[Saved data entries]
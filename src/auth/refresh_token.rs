/// Refresh Token Management
///
/// Handles refresh token generation, storage, lookup, and revocation.
/// Refresh tokens are:
/// - Cryptographically secure random 64-character alphanumeric strings
/// - Hashed with SHA-256 before storage (never store plaintext)
/// - Valid for 60 days unless revoked
/// - Limited to one live token per account: issuing revokes the previous ones

use chrono::{DateTime, Duration, Utc};
use rand::distributions::Alphanumeric;
use rand::{thread_rng, Rng};
use sha2::{Digest, Sha256};
use std::sync::Arc;
use uuid::Uuid;

use crate::clock::Clock;
use crate::error::{AppError, AuthError};
use crate::models::RefreshTokenRecord;
use crate::storage::Storage;

const TOKEN_LENGTH: usize = 64;

/// Generate a new cryptographically secure refresh token
///
/// 64 characters drawn from a 62-symbol alphabet, roughly 381 bits.
/// The token is returned in plaintext (this is what the client stores).
pub fn generate_refresh_token() -> String {
    thread_rng()
        .sample_iter(&Alphanumeric)
        .take(TOKEN_LENGTH)
        .map(char::from)
        .collect()
}

/// Hash a refresh token using SHA-256
///
/// This digest is the storage key. Never store plaintext tokens in the database.
fn hash_token(token: &str) -> String {
    let mut hasher = Sha256::new();
    hasher.update(token.as_bytes());
    format!("{:x}", hasher.finalize())
}

/// A refresh token that passed lookup
#[derive(Debug, Clone, Copy, PartialEq, Eq)]
pub struct ActiveRefreshToken {
    pub user_id: Uuid,
    pub expires_at: DateTime<Utc>,
}

#[derive(Clone)]
pub struct RefreshTokenStore {
    storage: Arc<dyn Storage>,
    clock: Arc<dyn Clock>,
    lifetime: Duration,
}

impl RefreshTokenStore {
    pub fn new(storage: Arc<dyn Storage>, clock: Arc<dyn Clock>, lifetime: Duration) -> Self {
        Self {
            storage,
            clock,
            lifetime,
        }
    }

    /// Issue a new refresh token for `user_id`
    ///
    /// Every other live token of the account is revoked in the same storage
    /// operation, so concurrent logins never leave two live tokens behind.
    ///
    /// # Errors
    /// Returns error if the storage operation fails
    pub async fn issue(&self, user_id: Uuid) -> Result<String, AppError> {
        let token = generate_refresh_token();
        let now = self.clock.now();
        let record = RefreshTokenRecord {
            token: hash_token(&token),
            user_id,
            created_at: now,
            updated_at: now,
            expires_at: now + self.lifetime,
            revoked_at: None,
        };

        let revoked = self.storage.insert_refresh_token(&record).await?;

        tracing::info!(
            user_id = %user_id,
            revoked_previous = revoked,
            "Refresh token issued"
        );
        Ok(token)
    }

    /// Look up a live refresh token
    ///
    /// Unknown, revoked and expired tokens are all reported the same way so the
    /// caller learns nothing about which one it was.
    ///
    /// # Errors
    /// - `Unauthorized` if the token is not live
    /// - Storage errors are propagated
    pub async fn lookup(&self, token: &str) -> Result<ActiveRefreshToken, AppError> {
        let record = self
            .storage
            .find_non_revoked_refresh_token(&hash_token(token))
            .await?;

        match record {
            None => {
                tracing::warn!("Refresh token not found or revoked");
                Err(AuthError::Unauthorized.into())
            }
            Some(record) if !record.is_active_at(self.clock.now()) => {
                tracing::info!(user_id = %record.user_id, "Refresh token expired");
                Err(AuthError::Unauthorized.into())
            }
            Some(record) => Ok(ActiveRefreshToken {
                user_id: record.user_id,
                expires_at: record.expires_at,
            }),
        }
    }

    /// Revoke all refresh tokens for a user
    ///
    /// Idempotent: revoking an already revoked set changes nothing.
    ///
    /// # Errors
    /// Returns error if the storage operation fails
    pub async fn revoke_all(&self, user_id: Uuid) -> Result<u64, AppError> {
        let revoked = self
            .storage
            .revoke_refresh_tokens_for_account(user_id, self.clock.now())
            .await?;

        tracing::info!(user_id = %user_id, revoked = revoked, "Refresh tokens revoked for user");
        Ok(revoked)
    }
}

#[cfg(test)]
mod tests {
    use super::*;
    use crate::clock::MockClock;
    use crate::models::Account;
    use crate::storage::MemoryStorage;

    struct Fixture {
        storage: Arc<MemoryStorage>,
        clock: Arc<MockClock>,
        store: RefreshTokenStore,
        user_id: Uuid,
    }

    async fn fixture() -> Fixture {
        let storage = Arc::new(MemoryStorage::new());
        let clock = Arc::new(MockClock::new(Utc::now()));
        let account = Account::new("a@example.com".to_string(), "hash".to_string(), clock.now());
        storage.insert_account(&account).await.unwrap();
        let store = RefreshTokenStore::new(storage.clone(), clock.clone(), Duration::days(60));

        Fixture {
            storage,
            clock,
            store,
            user_id: account.id,
        }
    }

    #[test]
    fn test_generate_refresh_token() {
        let token = generate_refresh_token();

        // Token should be 64 characters
        assert_eq!(token.len(), 64);
        // Token should be alphanumeric
        assert!(token.chars().all(|c| c.is_ascii_alphanumeric()));
    }

    #[test]
    fn test_token_hashing() {
        let token = generate_refresh_token();
        let hash1 = hash_token(&token);
        let hash2 = hash_token(&token);

        // Same token should produce same hash
        assert_eq!(hash1, hash2);
        // Hash should not equal plaintext
        assert_ne!(token, hash1);
        // Hash should be 64 chars (SHA-256 hex)
        assert_eq!(hash1.len(), 64);
    }

    #[test]
    fn test_different_tokens_different_hashes() {
        let hash1 = hash_token(&generate_refresh_token());
        let hash2 = hash_token(&generate_refresh_token());

        assert_ne!(hash1, hash2);
    }

    #[tokio::test]
    async fn test_issue_then_lookup() {
        let f = fixture().await;

        let token = f.store.issue(f.user_id).await.unwrap();
        let active = f.store.lookup(&token).await.unwrap();

        assert_eq!(active.user_id, f.user_id);
        assert_eq!(active.expires_at, f.clock.now() + Duration::days(60));
    }

    #[tokio::test]
    async fn test_plaintext_is_not_the_storage_key() {
        let f = fixture().await;

        let token = f.store.issue(f.user_id).await.unwrap();

        assert!(f
            .storage
            .find_non_revoked_refresh_token(&token)
            .await
            .unwrap()
            .is_none());
    }

    #[tokio::test]
    async fn test_second_issue_revokes_first() {
        let f = fixture().await;

        let first = f.store.issue(f.user_id).await.unwrap();
        let second = f.store.issue(f.user_id).await.unwrap();

        assert_eq!(
            f.store.lookup(&first).await.unwrap_err().as_auth(),
            Some(AuthError::Unauthorized)
        );
        assert_eq!(f.store.lookup(&second).await.unwrap().user_id, f.user_id);
        assert_eq!(f.storage.count_non_revoked_refresh_tokens(f.user_id).await, 1);
    }

    #[tokio::test]
    async fn test_unknown_token() {
        let f = fixture().await;

        let err = f.store.lookup("not-a-real-token").await.unwrap_err();

        assert_eq!(err.as_auth(), Some(AuthError::Unauthorized));
    }

    #[tokio::test]
    async fn test_expired_token_is_not_found() {
        let f = fixture().await;
        let token = f.store.issue(f.user_id).await.unwrap();

        f.clock.advance(Duration::days(60) + Duration::seconds(1));

        assert_eq!(
            f.store.lookup(&token).await.unwrap_err().as_auth(),
            Some(AuthError::Unauthorized)
        );
    }

    #[tokio::test]
    async fn test_token_valid_just_before_expiry() {
        let f = fixture().await;
        let token = f.store.issue(f.user_id).await.unwrap();

        f.clock.advance(Duration::days(60) - Duration::seconds(1));

        assert!(f.store.lookup(&token).await.is_ok());
    }

    #[tokio::test]
    async fn test_revoke_all_is_idempotent() {
        let f = fixture().await;
        let token = f.store.issue(f.user_id).await.unwrap();

        assert_eq!(f.store.revoke_all(f.user_id).await.unwrap(), 1);
        assert_eq!(f.store.revoke_all(f.user_id).await.unwrap(), 0);

        assert!(f.store.lookup(&token).await.is_err());
    }

    #[tokio::test]
    async fn test_concurrent_issue_leaves_one_live_token() {
        let f = fixture().await;

        let mut handles = Vec::new();
        for _ in 0..16 {
            let store = f.store.clone();
            let user_id = f.user_id;
            handles.push(tokio::spawn(async move { store.issue(user_id).await }));
        }
        let mut tokens = Vec::new();
        for handle in handles {
            tokens.push(handle.await.unwrap().unwrap());
        }

        assert_eq!(f.storage.count_non_revoked_refresh_tokens(f.user_id).await, 1);
        let mut live = 0;
        for token in &tokens {
            if f.store.lookup(token).await.is_ok() {
                live += 1;
            }
        }
        assert_eq!(live, 1);
    }

    #[tokio::test]
    async fn test_issue_for_unknown_account_fails() {
        let f = fixture().await;

        assert!(f.store.issue(Uuid::new_v4()).await.is_err());
    }
}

• **Exercise details**
Reproduce each line of the entries in which the word "nothing" is found.

• **Solution to this task**
    /// caller learns nothing about which one it was.
    /// Idempotent: revoking an already revoked set changes nothing.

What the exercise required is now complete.